Emma Stone won a Best Actress Oscar for this exceptional movie. Nominated for all the top “Bests,” Poor Things also won for Best Production Design, Costume Design, and Make-up/Hair Styling. The movie is based on Alasdair Gray’s 1992 novel of the same name, which the L.A. Times Book Review called a “liberating vision of sexuality” told with “scathing wit.” Publishers Weekly called it a “work of inspired lunacy.” The screen play, written by Tony McNamara, builds on these tropes. Emma Stone, a co-producer, inhabits the role of Bella Baxter to the limits of current cinematography.

I am drawn to Victorian novels with their dark secrets and fraught romances, and movies with strong women protagonists. I liked the outrageous, comical The Favourite by the same director, also featuring Emma Stone. In this film, she becomes Bella, portraying so naturally her behavior and emotions that I felt like I was there, watching from just out of the camera’s range, pondering the oddness of this child, watching her grow into a young woman. She reminded me of my own growing-up years, with a girlfriend who was always ready for a race on roller skates or putting on a play. Poor Things is everything wrapped up together, a send-up of Frankenstein’s Monster, Jane Eyre, Little Women, and Northanger Abbey.

The Scottish surgeon Godwin Baxter (Willem Dafoe) is lauded for his faultless way of sewing parts of people together and beautifully restoring them to life. At home we see various odd animals running happily about his garden: a pig’s head with a goat’s middle and a calf’s back end, say, or a duck with a giraffe’s neck. At the head of a long dining table sits Bella Baxter, Godwin’s daughter. She has the stature of a young woman yet acts like a young child. It is all strange, as if we’re in Alice’s Wonderland. No harsh voices, no big dramatic scenes. This is the lively garden of Dr. Baxter, featuring his sewn-together farm animals, and a family enjoying their calm and matter-of-fact life.

Bella was born when Godwin dragged a pregnant suicide out of the river and into his surgery, substituting the brain of her fetus for her own dead one. Over the course of the film we see Bella’s new brain take over as she grows from babyhood to girlhood, learning about her own body and the joys of masturbation. By the age of twelve she’s reading the medical books in her father’s library. Bella is not formally educated, but is allowed to educate herself, the way Mary Shelley did, and as many of us “book worms” did.

A curious child, Bella retains her curiosity throughout her life. As her brain catches up with her body, she attracts Godwin’s student Max (Ramy Youssef), a kind and caring man who offers marriage, and then the dastardly Duncan (Mark Ruffalo). Duncan, a rich lawyer, gambler, and drinker, offers sex and a trip to Europe. Bella agrees to marry Max, but chooses to go with Duncan so she can learn more about the world. In the many naked scenes that follow, Bella enjoys sex and often wants it. These scenes, directed by Emma Stone, are done so naturally there was no sense for me of their being pornographic. Gothic moments ensue as they travel to many countries. She wanders freely among people without any shyness–imitating, learning, curious. The audience, watching alongside Bella, sees the people as she does.

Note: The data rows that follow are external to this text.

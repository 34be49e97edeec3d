use std::collections::BTreeMap;
use std::path::Path;

use serde::{Deserialize, Serialize};

use super::{Document, MemoryDocument, NodeId, Rect};
use crate::error::{ConfigError, DomResult, Result};

/// Declarative description of a page, loaded from TOML, used to build a [`MemoryDocument`]
///
/// ```toml
/// title = "My page"
/// location = "https://example.com/"
///
/// [[body]]
/// tag = "header"
/// rect = [0.0, 0.0, 1280.0, 320.0]
/// text = "Welcome"
/// ```
#[derive(Debug, Clone, Serialize, Deserialize, Default)]
pub struct PageFixture {
    #[serde(default)]
    pub title: String,

    #[serde(default = "default_location")]
    pub location: String,

    #[serde(default)]
    pub viewport: Option<[f64; 2]>,

    #[serde(default)]
    pub document_height: Option<f64>,

    #[serde(default)]
    pub content_security_policy: Option<String>,

    /// Script globals the page exposes (framework markers and the like)
    #[serde(default)]
    pub globals: Vec<String>,

    /// Stylesheet values on the `<body>` element
    #[serde(default)]
    pub body_style: BTreeMap<String, String>,

    #[serde(default)]
    pub body: Vec<FixtureNode>,
}

#[derive(Debug, Clone, Serialize, Deserialize, Default)]
pub struct FixtureNode {
    pub tag: String,

    #[serde(default)]
    pub attrs: BTreeMap<String, String>,

    #[serde(default)]
    pub text: Option<String>,

    /// `[x, y, width, height]` in viewport coordinates
    #[serde(default)]
    pub rect: Option<[f64; 4]>,

    /// Stylesheet-level computed values
    #[serde(default)]
    pub style: BTreeMap<String, String>,

    #[serde(default)]
    pub shadow_root: bool,

    #[serde(default)]
    pub children: Vec<FixtureNode>,
}

fn default_location() -> String {
    "about:blank".to_string()
}

impl PageFixture {
    /// Load a fixture from a TOML file
    pub fn from_file<P: AsRef<Path>>(path: P) -> Result<Self> {
        let path = path.as_ref();
        let content = std::fs::read_to_string(path).map_err(|_| ConfigError::FileNotFound {
            path: path.display().to_string(),
        })?;

        let fixture: PageFixture = toml::from_str(&content).map_err(|_| ConfigError::ParseFailed {
            path: path.display().to_string(),
        })?;
        Ok(fixture)
    }

    /// Materialize the fixture as a live in-memory document
    pub fn build(&self) -> DomResult<MemoryDocument> {
        let mut doc = MemoryDocument::new();
        doc.set_title(&self.title)?;
        doc.set_location(&self.location);
        if let Some([width, height]) = self.viewport {
            doc.set_viewport(width, height);
        }
        if let Some(height) = self.document_height {
            doc.set_document_height(height);
        }
        if let Some(policy) = &self.content_security_policy {
            doc.set_content_security_policy(policy);
        }
        for global in &self.globals {
            doc.add_global(global);
        }

        let body = doc.body().ok_or(crate::error::DomError::MissingRoot)?;
        for (property, value) in &self.body_style {
            doc.set_sheet_style(body, property, value)?;
        }
        for node in &self.body {
            build_node(&mut doc, body, node)?;
        }

        // Construction is not a host mutation the engine should react to
        doc.take_mutations();
        Ok(doc)
    }
}

fn build_node(doc: &mut MemoryDocument, parent: NodeId, desc: &FixtureNode) -> DomResult<NodeId> {
    let node = doc.append_element(parent, &desc.tag)?;
    for (name, value) in &desc.attrs {
        doc.set_attribute(node, name, value)?;
    }
    if let Some(text) = &desc.text {
        doc.set_text(node, text)?;
    }
    if let Some([x, y, width, height]) = desc.rect {
        doc.set_rect(node, Rect::new(x, y, width, height))?;
    }
    for (property, value) in &desc.style {
        doc.set_sheet_style(node, property, value)?;
    }
    if desc.shadow_root {
        doc.attach_shadow_root(node)?;
    }
    for child in &desc.children {
        build_node(doc, node, child)?;
    }
    Ok(node)
}

#[cfg(test)]
mod tests {
    use super::*;
    use crate::dom::{DocumentExt, Selector};
    use tempfile::tempdir;

    const PAGE: &str = r#"
title = "Fixture"
location = "https://example.com/"
viewport = [1024.0, 768.0]
globals = ["__NEXT_DATA__"]

[body_style]
background-color = "rgb(10, 10, 10)"

[[body]]
tag = "header"
rect = [0.0, 0.0, 1024.0, 300.0]
text = "Hello"

[[body.children]]
tag = "a"
attrs = { href = "/about" }
text = "About"

[[body]]
tag = "footer"
text = "Copyright"
"#;

    #[test]
    fn test_fixture_builds_document() {
        let dir = tempdir().unwrap();
        let path = dir.path().join("page.toml");
        std::fs::write(&path, PAGE).unwrap();

        let fixture = PageFixture::from_file(&path).unwrap();
        let doc = fixture.build().unwrap();

        assert_eq!(doc.title(), "Fixture");
        assert_eq!(doc.viewport().width, 1024.0);
        assert!(doc.has_global("__NEXT_DATA__"));
        assert_eq!(doc.query_all(&Selector::parse("a[href]")).len(), 1);
        assert_eq!(doc.query_all(&Selector::parse("footer")).len(), 1);
        assert_eq!(doc.page_background().r, 10);
        assert!(doc.clone().take_mutations().is_empty());
    }

    #[test]
    fn test_missing_fixture_file() {
        assert!(PageFixture::from_file("/definitely/not/here.toml").is_err());
    }
}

When Bella discovers poverty, she feels compassion for the poor and gives away all of Duncan’s money. Penniless, stranded in Paris, Duncan falls apart while Bella discovers that as a prostitute she can earn money. At the brothel she’s courted by the Madame Swiney (Kathryn Hunter) and falls in love with another worker there, Toinette (Suzy Bemba), until an ill Godwin calls her home to his deathbed. There, as she prepares to marry Max, the film takes another twist. Bella learns she has a husband (Christopher Abbott), the husband she escaped by drowning. She gives herself to him because that is what wives do.

He brings her to his castle, threatens genital mutilation, and takes up his gun when she tries to leave. She fights back, causing him to pass out after shooting himself in the foot. This leads to the final scene, a hilarious moment for me and many other women in the audience. Now a successful surgeon herself, following in Godwin’s footsteps, Bella is at home in the garden with her lover Toinette, served by the faithful Max, and with her former husband changed into an odd animal with the brain of a goat. Many men in the audience of the theater I was at were not smiling, but seemed puzzled by this ending.


Henri Bensussen writes on themes of inter-personal/inter-species relationships, aging, and the comic aspects of the human condition from the viewpoint of a birder, biologist, and gardener. Currently, a book-length memoir is her focus, and she continues to publish poetry and creative non-fiction.